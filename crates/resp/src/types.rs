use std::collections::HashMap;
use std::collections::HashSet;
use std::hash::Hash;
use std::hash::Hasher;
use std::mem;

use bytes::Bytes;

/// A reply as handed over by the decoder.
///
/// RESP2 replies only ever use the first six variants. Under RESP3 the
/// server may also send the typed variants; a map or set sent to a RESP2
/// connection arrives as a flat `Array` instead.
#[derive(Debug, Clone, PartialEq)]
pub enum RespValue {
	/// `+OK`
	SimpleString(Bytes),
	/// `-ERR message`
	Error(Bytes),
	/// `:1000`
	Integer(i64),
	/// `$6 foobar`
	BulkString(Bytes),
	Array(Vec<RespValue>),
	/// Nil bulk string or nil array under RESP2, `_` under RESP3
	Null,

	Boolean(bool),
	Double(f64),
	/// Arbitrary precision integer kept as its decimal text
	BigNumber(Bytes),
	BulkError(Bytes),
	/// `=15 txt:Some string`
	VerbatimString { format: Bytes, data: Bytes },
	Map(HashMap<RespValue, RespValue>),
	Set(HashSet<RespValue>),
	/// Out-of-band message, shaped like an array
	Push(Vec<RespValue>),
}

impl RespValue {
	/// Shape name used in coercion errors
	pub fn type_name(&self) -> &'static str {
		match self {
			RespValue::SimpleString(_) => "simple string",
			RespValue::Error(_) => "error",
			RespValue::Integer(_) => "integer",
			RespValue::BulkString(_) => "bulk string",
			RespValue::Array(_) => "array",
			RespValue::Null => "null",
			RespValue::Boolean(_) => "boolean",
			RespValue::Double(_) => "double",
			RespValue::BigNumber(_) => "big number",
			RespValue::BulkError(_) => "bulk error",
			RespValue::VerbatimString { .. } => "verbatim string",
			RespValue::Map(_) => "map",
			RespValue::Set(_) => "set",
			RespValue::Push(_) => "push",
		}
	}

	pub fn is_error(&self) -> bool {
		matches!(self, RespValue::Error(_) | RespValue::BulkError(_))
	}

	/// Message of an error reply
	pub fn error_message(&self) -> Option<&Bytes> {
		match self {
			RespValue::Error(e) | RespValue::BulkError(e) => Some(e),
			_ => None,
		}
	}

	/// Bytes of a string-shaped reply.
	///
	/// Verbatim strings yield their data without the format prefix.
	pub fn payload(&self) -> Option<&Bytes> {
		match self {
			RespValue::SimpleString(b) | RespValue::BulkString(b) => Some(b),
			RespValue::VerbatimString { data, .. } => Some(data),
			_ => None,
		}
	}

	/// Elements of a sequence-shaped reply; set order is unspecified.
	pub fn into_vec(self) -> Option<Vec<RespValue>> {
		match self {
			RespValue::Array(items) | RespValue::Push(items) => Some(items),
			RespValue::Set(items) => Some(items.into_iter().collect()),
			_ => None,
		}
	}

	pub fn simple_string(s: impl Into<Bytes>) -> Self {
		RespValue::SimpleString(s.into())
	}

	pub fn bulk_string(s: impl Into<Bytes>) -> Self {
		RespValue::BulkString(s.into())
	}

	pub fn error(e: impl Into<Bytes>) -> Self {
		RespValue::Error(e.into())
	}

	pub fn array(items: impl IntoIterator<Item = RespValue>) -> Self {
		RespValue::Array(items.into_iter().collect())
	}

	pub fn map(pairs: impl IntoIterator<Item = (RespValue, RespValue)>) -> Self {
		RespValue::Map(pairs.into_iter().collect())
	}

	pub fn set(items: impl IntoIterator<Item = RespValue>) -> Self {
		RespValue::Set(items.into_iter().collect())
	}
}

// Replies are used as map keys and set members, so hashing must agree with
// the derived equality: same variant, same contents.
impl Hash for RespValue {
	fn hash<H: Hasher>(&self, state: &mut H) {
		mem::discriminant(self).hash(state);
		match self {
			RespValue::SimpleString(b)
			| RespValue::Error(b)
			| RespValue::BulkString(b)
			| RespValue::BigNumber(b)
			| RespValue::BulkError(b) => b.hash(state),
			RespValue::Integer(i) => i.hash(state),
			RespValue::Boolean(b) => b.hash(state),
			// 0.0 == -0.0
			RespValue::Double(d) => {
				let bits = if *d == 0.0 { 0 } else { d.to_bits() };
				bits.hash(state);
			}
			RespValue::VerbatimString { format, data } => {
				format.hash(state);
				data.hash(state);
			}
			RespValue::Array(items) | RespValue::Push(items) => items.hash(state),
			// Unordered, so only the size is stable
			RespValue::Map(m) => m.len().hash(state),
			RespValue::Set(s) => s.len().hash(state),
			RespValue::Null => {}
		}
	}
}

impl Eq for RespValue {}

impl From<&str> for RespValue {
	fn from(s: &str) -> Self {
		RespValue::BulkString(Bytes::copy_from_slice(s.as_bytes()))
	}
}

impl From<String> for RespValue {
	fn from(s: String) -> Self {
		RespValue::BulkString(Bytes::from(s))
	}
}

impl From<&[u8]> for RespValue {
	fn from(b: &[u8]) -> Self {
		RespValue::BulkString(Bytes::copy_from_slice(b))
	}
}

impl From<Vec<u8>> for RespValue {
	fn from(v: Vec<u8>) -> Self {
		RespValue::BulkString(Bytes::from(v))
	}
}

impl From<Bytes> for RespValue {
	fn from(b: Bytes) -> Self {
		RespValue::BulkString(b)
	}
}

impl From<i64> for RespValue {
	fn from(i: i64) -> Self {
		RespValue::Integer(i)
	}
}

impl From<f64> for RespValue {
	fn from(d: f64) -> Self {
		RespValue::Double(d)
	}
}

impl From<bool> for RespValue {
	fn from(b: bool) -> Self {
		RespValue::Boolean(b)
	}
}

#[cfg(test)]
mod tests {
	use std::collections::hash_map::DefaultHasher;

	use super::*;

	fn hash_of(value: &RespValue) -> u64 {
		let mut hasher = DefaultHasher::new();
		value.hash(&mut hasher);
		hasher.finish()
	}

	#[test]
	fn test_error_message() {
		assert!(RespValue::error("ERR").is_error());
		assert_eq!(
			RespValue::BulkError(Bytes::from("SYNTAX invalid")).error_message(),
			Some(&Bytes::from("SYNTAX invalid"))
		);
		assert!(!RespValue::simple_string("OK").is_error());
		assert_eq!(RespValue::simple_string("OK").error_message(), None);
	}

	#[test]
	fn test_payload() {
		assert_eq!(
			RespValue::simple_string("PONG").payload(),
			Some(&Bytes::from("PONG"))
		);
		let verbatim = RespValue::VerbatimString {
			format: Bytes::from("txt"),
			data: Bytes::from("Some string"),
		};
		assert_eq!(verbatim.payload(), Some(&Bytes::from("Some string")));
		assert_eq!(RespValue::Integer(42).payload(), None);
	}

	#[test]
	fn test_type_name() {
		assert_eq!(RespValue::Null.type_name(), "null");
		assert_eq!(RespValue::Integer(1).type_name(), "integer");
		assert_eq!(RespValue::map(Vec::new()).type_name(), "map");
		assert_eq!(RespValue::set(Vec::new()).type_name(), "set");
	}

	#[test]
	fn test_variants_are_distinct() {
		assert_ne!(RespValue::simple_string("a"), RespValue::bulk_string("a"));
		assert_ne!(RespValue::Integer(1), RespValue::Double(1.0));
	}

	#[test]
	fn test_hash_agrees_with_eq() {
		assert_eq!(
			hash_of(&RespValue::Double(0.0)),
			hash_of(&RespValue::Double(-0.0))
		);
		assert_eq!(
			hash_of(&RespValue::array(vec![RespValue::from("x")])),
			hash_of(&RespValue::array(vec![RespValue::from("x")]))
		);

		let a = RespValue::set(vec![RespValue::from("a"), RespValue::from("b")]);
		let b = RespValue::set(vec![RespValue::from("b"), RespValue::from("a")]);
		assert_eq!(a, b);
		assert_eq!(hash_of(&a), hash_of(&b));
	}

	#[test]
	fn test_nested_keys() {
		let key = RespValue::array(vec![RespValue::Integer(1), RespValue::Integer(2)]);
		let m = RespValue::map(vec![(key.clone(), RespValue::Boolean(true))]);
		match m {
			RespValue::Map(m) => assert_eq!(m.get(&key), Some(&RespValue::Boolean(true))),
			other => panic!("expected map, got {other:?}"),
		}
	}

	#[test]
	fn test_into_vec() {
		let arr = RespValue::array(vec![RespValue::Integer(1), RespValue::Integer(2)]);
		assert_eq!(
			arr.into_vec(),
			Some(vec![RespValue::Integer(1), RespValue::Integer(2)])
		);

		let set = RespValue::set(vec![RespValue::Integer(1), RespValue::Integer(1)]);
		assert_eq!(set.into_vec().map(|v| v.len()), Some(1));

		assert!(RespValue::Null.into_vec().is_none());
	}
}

Task item:
Report the number of lines in the listing above that hold the word "BulkString", and give no other text.

Reply to the exercise:
10